Exercise description: Return every line in the entries below where the word "Result" shows up.

Stored data entries:
^^^^^^^^

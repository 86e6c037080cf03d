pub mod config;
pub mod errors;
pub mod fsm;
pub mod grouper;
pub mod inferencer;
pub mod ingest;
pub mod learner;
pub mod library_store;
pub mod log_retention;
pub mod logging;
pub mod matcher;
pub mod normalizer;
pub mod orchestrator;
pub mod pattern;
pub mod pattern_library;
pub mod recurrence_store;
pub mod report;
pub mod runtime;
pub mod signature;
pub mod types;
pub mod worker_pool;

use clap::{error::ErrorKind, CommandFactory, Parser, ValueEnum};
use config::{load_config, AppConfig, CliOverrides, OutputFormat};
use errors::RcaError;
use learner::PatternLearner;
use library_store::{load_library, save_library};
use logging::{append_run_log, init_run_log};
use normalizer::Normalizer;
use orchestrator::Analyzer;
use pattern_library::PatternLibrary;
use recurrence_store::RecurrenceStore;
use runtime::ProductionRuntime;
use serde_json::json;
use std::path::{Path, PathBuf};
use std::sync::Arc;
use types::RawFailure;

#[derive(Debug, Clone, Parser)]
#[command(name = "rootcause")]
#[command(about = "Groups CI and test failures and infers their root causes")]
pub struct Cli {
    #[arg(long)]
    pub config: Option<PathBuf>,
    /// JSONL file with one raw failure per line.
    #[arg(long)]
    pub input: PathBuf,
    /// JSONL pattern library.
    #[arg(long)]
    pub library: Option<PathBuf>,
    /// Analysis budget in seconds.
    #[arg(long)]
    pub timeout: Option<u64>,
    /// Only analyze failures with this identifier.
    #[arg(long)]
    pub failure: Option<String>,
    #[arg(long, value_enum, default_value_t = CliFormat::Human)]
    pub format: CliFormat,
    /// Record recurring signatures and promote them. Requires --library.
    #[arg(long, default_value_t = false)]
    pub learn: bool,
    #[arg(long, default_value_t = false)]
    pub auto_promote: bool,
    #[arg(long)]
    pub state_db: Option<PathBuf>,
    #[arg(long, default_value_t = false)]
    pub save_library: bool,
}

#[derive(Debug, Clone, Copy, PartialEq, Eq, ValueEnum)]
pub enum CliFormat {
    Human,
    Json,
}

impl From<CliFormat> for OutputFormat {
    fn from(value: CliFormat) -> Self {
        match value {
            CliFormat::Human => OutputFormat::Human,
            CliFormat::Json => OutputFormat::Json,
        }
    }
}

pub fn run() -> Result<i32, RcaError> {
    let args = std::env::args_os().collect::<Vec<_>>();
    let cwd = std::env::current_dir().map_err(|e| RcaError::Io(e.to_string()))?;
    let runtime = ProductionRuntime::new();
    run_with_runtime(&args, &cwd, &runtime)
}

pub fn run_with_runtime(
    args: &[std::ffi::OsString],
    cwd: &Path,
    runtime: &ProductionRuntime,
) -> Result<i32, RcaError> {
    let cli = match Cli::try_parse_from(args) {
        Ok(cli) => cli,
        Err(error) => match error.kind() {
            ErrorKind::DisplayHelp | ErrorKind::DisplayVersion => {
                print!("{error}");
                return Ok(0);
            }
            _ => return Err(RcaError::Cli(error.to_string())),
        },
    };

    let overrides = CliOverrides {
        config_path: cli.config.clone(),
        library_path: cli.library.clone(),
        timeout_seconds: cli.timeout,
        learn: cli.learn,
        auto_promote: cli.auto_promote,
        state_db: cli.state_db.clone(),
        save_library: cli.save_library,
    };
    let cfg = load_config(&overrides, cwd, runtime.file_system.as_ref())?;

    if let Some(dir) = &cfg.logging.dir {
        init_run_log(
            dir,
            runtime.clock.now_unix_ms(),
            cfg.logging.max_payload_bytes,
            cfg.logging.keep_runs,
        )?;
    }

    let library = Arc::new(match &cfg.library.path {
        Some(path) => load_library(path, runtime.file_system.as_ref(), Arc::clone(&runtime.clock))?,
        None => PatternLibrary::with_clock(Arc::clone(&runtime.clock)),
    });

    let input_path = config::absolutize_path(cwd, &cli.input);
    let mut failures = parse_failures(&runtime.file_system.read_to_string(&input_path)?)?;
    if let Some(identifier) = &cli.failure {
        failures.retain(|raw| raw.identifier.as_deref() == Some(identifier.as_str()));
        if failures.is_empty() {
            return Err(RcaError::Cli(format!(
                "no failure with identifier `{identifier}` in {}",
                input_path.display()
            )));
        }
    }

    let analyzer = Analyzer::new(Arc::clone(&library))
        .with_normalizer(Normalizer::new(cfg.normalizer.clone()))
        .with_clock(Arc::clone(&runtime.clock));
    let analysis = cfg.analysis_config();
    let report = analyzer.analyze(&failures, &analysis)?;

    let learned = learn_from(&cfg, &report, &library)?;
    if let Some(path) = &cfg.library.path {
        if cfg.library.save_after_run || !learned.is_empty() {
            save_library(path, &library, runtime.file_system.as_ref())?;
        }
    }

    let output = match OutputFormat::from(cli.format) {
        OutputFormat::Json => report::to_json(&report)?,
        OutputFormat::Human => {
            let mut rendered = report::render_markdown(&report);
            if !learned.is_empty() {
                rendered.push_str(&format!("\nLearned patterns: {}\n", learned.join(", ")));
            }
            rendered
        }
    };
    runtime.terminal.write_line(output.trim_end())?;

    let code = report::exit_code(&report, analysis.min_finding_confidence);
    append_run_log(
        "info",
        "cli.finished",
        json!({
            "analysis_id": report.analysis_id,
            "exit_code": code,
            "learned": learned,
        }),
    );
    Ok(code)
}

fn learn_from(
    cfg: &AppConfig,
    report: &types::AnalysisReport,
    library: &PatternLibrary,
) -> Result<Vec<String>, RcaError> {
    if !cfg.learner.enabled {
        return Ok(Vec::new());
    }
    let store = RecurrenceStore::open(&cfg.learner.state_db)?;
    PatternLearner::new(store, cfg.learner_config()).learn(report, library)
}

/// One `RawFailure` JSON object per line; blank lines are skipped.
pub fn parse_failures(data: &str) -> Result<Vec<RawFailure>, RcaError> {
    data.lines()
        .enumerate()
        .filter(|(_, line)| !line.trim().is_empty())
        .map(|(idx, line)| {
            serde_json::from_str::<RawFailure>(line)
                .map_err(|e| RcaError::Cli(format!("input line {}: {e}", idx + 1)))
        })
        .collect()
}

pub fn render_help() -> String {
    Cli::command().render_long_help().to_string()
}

^^^^^^^^

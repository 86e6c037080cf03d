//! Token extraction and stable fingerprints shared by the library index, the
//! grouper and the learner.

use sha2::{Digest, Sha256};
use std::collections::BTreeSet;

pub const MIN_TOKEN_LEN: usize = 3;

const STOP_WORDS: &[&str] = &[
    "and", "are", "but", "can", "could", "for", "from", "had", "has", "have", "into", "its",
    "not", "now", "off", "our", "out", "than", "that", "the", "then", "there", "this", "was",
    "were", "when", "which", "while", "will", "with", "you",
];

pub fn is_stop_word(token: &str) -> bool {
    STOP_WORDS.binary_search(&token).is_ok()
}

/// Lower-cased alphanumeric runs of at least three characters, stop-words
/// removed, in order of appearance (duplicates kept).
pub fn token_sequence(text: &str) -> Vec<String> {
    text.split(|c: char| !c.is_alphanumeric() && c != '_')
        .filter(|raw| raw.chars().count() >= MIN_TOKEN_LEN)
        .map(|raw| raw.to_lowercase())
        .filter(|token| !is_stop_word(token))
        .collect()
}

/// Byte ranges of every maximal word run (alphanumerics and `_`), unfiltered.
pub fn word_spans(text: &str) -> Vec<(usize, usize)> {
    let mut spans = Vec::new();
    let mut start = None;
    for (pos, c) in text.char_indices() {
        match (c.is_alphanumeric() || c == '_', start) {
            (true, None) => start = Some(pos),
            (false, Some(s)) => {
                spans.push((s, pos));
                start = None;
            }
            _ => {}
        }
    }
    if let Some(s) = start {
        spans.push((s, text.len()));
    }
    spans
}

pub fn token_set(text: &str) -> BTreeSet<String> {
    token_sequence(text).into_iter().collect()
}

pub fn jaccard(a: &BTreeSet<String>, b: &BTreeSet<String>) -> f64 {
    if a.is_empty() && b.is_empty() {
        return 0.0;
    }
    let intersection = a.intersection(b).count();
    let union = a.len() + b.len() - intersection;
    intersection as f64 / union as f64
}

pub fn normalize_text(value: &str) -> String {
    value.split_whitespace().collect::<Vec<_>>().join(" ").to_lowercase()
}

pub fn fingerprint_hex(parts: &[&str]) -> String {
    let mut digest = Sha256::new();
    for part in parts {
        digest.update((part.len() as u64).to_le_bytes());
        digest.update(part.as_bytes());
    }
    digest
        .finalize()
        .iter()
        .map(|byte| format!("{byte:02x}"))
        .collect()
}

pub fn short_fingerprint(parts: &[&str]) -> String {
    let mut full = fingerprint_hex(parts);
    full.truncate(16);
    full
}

^^^^^^^^

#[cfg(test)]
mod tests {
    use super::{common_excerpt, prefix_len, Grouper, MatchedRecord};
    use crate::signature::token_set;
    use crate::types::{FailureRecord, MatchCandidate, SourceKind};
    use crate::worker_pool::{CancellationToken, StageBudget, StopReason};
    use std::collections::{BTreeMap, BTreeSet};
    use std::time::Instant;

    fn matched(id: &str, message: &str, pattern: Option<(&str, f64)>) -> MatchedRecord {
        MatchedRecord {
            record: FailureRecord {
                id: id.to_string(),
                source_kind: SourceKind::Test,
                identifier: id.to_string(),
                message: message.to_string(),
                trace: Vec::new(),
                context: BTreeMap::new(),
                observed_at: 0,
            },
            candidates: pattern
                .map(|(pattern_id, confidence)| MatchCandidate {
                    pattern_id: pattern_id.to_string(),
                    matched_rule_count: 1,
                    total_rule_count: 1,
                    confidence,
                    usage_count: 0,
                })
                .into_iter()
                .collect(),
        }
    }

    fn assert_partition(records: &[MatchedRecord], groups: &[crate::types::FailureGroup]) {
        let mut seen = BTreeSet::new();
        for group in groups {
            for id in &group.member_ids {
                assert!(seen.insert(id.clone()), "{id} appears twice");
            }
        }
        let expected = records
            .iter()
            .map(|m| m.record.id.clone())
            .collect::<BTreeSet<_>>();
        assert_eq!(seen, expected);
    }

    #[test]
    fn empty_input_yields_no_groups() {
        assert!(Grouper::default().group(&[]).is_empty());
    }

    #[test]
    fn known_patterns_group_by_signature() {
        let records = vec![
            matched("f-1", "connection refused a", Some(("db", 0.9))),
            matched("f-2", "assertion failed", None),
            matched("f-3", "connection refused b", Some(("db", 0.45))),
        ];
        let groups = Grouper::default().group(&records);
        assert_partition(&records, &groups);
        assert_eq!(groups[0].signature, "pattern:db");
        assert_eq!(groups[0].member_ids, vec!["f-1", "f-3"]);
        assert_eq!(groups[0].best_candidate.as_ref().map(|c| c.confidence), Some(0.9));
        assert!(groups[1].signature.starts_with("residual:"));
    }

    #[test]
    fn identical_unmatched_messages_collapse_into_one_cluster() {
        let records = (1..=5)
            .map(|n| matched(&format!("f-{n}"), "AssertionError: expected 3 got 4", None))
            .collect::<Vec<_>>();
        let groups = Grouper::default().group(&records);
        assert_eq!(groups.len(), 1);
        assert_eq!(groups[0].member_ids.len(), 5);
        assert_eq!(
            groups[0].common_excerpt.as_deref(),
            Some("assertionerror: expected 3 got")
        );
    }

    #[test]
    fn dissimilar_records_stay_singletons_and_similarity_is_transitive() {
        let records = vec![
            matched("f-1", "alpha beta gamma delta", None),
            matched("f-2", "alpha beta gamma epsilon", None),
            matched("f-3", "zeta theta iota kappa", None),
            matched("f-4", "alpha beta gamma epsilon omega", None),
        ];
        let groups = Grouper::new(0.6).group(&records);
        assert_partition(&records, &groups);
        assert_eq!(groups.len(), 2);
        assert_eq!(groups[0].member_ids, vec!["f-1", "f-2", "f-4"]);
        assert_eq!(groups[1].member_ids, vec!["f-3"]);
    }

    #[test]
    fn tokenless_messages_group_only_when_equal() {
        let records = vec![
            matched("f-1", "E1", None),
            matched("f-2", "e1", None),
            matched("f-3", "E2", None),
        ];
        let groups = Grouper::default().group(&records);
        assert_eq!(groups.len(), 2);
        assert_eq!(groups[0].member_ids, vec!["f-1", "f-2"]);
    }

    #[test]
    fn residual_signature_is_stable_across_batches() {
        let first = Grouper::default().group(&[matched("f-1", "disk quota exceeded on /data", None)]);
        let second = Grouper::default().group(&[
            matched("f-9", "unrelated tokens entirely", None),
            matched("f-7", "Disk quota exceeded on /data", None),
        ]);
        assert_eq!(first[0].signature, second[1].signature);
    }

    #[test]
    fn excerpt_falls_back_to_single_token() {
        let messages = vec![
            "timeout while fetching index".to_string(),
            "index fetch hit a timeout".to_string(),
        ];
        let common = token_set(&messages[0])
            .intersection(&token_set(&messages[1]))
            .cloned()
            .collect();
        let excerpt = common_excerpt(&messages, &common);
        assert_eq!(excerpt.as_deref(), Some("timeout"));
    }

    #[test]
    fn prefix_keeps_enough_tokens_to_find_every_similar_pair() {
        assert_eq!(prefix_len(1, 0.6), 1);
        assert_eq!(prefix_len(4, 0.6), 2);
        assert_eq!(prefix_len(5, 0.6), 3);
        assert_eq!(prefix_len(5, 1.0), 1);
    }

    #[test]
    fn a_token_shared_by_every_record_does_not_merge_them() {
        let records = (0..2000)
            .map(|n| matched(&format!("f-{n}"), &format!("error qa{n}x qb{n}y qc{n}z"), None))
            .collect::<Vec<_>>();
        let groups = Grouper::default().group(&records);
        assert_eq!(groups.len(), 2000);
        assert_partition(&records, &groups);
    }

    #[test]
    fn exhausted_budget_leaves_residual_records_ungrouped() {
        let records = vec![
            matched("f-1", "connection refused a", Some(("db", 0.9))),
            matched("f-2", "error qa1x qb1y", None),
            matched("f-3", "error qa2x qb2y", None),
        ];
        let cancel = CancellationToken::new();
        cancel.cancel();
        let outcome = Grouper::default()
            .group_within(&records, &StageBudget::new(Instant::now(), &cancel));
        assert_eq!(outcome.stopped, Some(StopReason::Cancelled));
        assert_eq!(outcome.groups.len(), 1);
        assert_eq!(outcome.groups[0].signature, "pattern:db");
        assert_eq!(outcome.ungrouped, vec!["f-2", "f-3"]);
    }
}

^^^^^^^^

The answer:
pub fn run() -> Result<i32, RcaError> {
) -> Result<i32, RcaError> {
) -> Result<Vec<String>, RcaError> {
pub fn parse_failures(data: &str) -> Result<Vec<RawFailure>, RcaError> {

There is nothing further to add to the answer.